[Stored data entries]
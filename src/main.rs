use std::path::PathBuf;

use anyhow::{anyhow, Context, Result};
use clap::{Parser, Subcommand, ValueEnum};
use strategist_income::abi::load_strategy_abi;
use strategist_income::config::{Config, ConfigOverrides};
use strategist_income::onchain::RpcStrategistSource;
use strategist_income::output::csv::report_to_csv;
use strategist_income::output::json::{render_json, render_report_json};
use strategist_income::output::table::render_report;
use strategist_income::pipeline::{Pipeline, PipelineOutput, PipelineSettings, RunMode};
use strategist_income::report::IncomeReport;
use strategist_income::snapshot::store::SnapshotStore;
use strategist_income::sources::BeefyClient;
use tracing::{info, warn};
use tracing_subscriber::EnvFilter;

#[derive(Debug, Clone, Copy, ValueEnum)]
enum OutputFormat {
    Table,
    Json,
    Csv,
}

#[derive(Debug, Parser)]
#[command(
    name = "strategist-income",
    about = "Strategist fee income across Beefy vaults"
)]
struct Cli {
    #[arg(short, long)]
    config: Option<PathBuf>,
    /// Target strategist address
    #[arg(short, long)]
    strategist: Option<String>,
    #[arg(long = "snapshot-dir")]
    snapshot_dir: Option<String>,
    /// Compare strategist addresses ignoring case
    #[arg(long = "case-insensitive")]
    case_insensitive: bool,
    #[arg(short, long, value_enum, default_value_t = OutputFormat::Table)]
    output: OutputFormat,
    #[command(subcommand)]
    command: Option<Commands>,
}

#[derive(Debug, Subcommand)]
enum Commands {
    /// Fetch, filter and report (default)
    Report {
        /// Reuse the vaults saved by the last fresh run instead of querying strategists
        #[arg(long)]
        cached: bool,
    },
    /// Print the last saved report without touching the network
    Replay,
    Config {
        #[arg(long)]
        init: bool,
        #[arg(long)]
        show: bool,
    },
}

#[tokio::main]
async fn main() -> Result<()> {
    tracing_subscriber::fmt()
        .with_env_filter(
            EnvFilter::try_from_default_env().unwrap_or_else(|_| EnvFilter::new("info")),
        )
        .with_writer(std::io::stderr)
        .init();
    let cli = Cli::parse();

    let config_path = cli.config.clone().unwrap_or_else(Config::default_path);
    let mut config = Config::load(Some(&config_path))?;
    config.apply_overrides(ConfigOverrides {
        strategist: cli.strategist.clone(),
        snapshot_dir: cli.snapshot_dir.clone(),
        case_insensitive: cli.case_insensitive,
    });

    match cli.command.unwrap_or(Commands::Report { cached: false }) {
        Commands::Config { init, show } => handle_config_command(init, show, &config, &config_path),
        Commands::Replay => {
            let store = SnapshotStore::open(&config.resolved_snapshot_dir())?;
            let snapshot = store.load_report()?.ok_or_else(|| {
                anyhow!("no saved report at {}", store.report_path().display())
            })?;
            info!(
                "replaying report for {} saved at {}",
                snapshot.strategist,
                snapshot.saved_at.to_rfc3339()
            );
            print_report(&snapshot.report, cli.output)
        }
        Commands::Report { cached } => {
            let mode = if cached { RunMode::Cached } else { RunMode::Fresh };
            let output = run_report(&config, mode).await?;
            log_partial_failures(&output);
            print_report(&output.report, cli.output)
        }
    }
}

fn handle_config_command(init: bool, show: bool, config: &Config, config_path: &PathBuf) -> Result<()> {
    if init {
        Config::write_template(config_path)?;
        println!("Wrote config template to {}", config_path.display());
    }
    if show || !init {
        println!("{}", render_json(config)?);
    }
    Ok(())
}

async fn run_report(config: &Config, mode: RunMode) -> Result<PipelineOutput> {
    config.validate()?;
    if let Some(abi_path) = config.resolved_abi_path() {
        load_strategy_abi(&abi_path).context("strategy interface check failed")?;
        info!("strategy ABI ok: {}", abi_path.display());
    }

    let reference = BeefyClient::new(config.api.base_url.clone(), config.api.timeout_secs)?;
    let strategists = RpcStrategistSource::connect(&config.rpc_endpoints()?)?;
    let store = SnapshotStore::open(&config.resolved_snapshot_dir())?;

    let pipeline = Pipeline {
        reference: &reference,
        strategists: &strategists,
        store: &store,
        settings: PipelineSettings {
            strategist: config.strategist.address.clone(),
            address_match: config.strategist.address_match,
            fee_rate: config.income.fee_rate,
            source_policy: config.api.source_policy,
        },
    };
    pipeline.run(mode).await
}

fn log_partial_failures(output: &PipelineOutput) {
    if !output.unresolved.is_empty() {
        warn!(
            "{} vaults skipped because their strategist could not be resolved",
            output.unresolved.len()
        );
    }
    if !output.issues.is_empty() {
        warn!(
            "{} vaults left out of totals because their APY was unavailable",
            output.issues.len()
        );
    }
}

fn print_report(report: &IncomeReport, format: OutputFormat) -> Result<()> {
    match format {
        OutputFormat::Table => println!("{}", render_report(report)),
        OutputFormat::Json => println!("{}", render_report_json(report)?),
        OutputFormat::Csv => print!("{}", report_to_csv(report)?),
    }
    Ok(())
}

# Description of the task:
Would you output every record above exactly as it stands?

# Solution:
filename src/main.rs
use std::path::PathBuf;

use anyhow::{anyhow, Context, Result};
use clap::{Parser, Subcommand, ValueEnum};
use strategist_income::abi::load_strategy_abi;
use strategist_income::config::{Config, ConfigOverrides};
use strategist_income::onchain::RpcStrategistSource;
use strategist_income::output::csv::report_to_csv;
use strategist_income::output::json::{render_json, render_report_json};
use strategist_income::output::table::render_report;
use strategist_income::pipeline::{Pipeline, PipelineOutput, PipelineSettings, RunMode};
use strategist_income::report::IncomeReport;
use strategist_income::snapshot::store::SnapshotStore;
use strategist_income::sources::BeefyClient;
use tracing::{info, warn};
use tracing_subscriber::EnvFilter;

#[derive(Debug, Clone, Copy, ValueEnum)]
enum OutputFormat {
    Table,
    Json,
    Csv,
}

#[derive(Debug, Parser)]
#[command(
    name = "strategist-income",
    about = "Strategist fee income across Beefy vaults"
)]
struct Cli {
    #[arg(short, long)]
    config: Option<PathBuf>,
    /// Target strategist address
    #[arg(short, long)]
    strategist: Option<String>,
    #[arg(long = "snapshot-dir")]
    snapshot_dir: Option<String>,
    /// Compare strategist addresses ignoring case
    #[arg(long = "case-insensitive")]
    case_insensitive: bool,
    #[arg(short, long, value_enum, default_value_t = OutputFormat::Table)]
    output: OutputFormat,
    #[command(subcommand)]
    command: Option<Commands>,
}

#[derive(Debug, Subcommand)]
enum Commands {
    /// Fetch, filter and report (default)
    Report {
        /// Reuse the vaults saved by the last fresh run instead of querying strategists
        #[arg(long)]
        cached: bool,
    },
    /// Print the last saved report without touching the network
    Replay,
    Config {
        #[arg(long)]
        init: bool,
        #[arg(long)]
        show: bool,
    },
}

#[tokio::main]
async fn main() -> Result<()> {
    tracing_subscriber::fmt()
        .with_env_filter(
            EnvFilter::try_from_default_env().unwrap_or_else(|_| EnvFilter::new("info")),
        )
        .with_writer(std::io::stderr)
        .init();
    let cli = Cli::parse();

    let config_path = cli.config.clone().unwrap_or_else(Config::default_path);
    let mut config = Config::load(Some(&config_path))?;
    config.apply_overrides(ConfigOverrides {
        strategist: cli.strategist.clone(),
        snapshot_dir: cli.snapshot_dir.clone(),
        case_insensitive: cli.case_insensitive,
    });

    match cli.command.unwrap_or(Commands::Report { cached: false }) {
        Commands::Config { init, show } => handle_config_command(init, show, &config, &config_path),
        Commands::Replay => {
            let store = SnapshotStore::open(&config.resolved_snapshot_dir())?;
            let snapshot = store.load_report()?.ok_or_else(|| {
                anyhow!("no saved report at {}", store.report_path().display())
            })?;
            info!(
                "replaying report for {} saved at {}",
                snapshot.strategist,
                snapshot.saved_at.to_rfc3339()
            );
            print_report(&snapshot.report, cli.output)
        }
        Commands::Report { cached } => {
            let mode = if cached { RunMode::Cached } else { RunMode::Fresh };
            let output = run_report(&config, mode).await?;
            log_partial_failures(&output);
            print_report(&output.report, cli.output)
        }
    }
}

fn handle_config_command(init: bool, show: bool, config: &Config, config_path: &PathBuf) -> Result<()> {
    if init {
        Config::write_template(config_path)?;
        println!("Wrote config template to {}", config_path.display());
    }
    if show || !init {
        println!("{}", render_json(config)?);
    }
    Ok(())
}

async fn run_report(config: &Config, mode: RunMode) -> Result<PipelineOutput> {
    config.validate()?;
    if let Some(abi_path) = config.resolved_abi_path() {
        load_strategy_abi(&abi_path).context("strategy interface check failed")?;
        info!("strategy ABI ok: {}", abi_path.display());
    }

    let reference = BeefyClient::new(config.api.base_url.clone(), config.api.timeout_secs)?;
    let strategists = RpcStrategistSource::connect(&config.rpc_endpoints()?)?;
    let store = SnapshotStore::open(&config.resolved_snapshot_dir())?;

    let pipeline = Pipeline {
        reference: &reference,
        strategists: &strategists,
        store: &store,
        settings: PipelineSettings {
            strategist: config.strategist.address.clone(),
            address_match: config.strategist.address_match,
            fee_rate: config.income.fee_rate,
            source_policy: config.api.source_policy,
        },
    };
    pipeline.run(mode).await
}

fn log_partial_failures(output: &PipelineOutput) {
    if !output.unresolved.is_empty() {
        warn!(
            "{} vaults skipped because their strategist could not be resolved",
            output.unresolved.len()
        );
    }
    if !output.issues.is_empty() {
        warn!(
            "{} vaults left out of totals because their APY was unavailable",
            output.issues.len()
        );
    }
}

fn print_report(report: &IncomeReport, format: OutputFormat) -> Result<()> {
    match format {
        OutputFormat::Table => println!("{}", render_report(report)),
        OutputFormat::Json => println!("{}", render_report_json(report)?),
        OutputFormat::Csv => print!("{}", report_to_csv(report)?),
    }
    Ok(())
}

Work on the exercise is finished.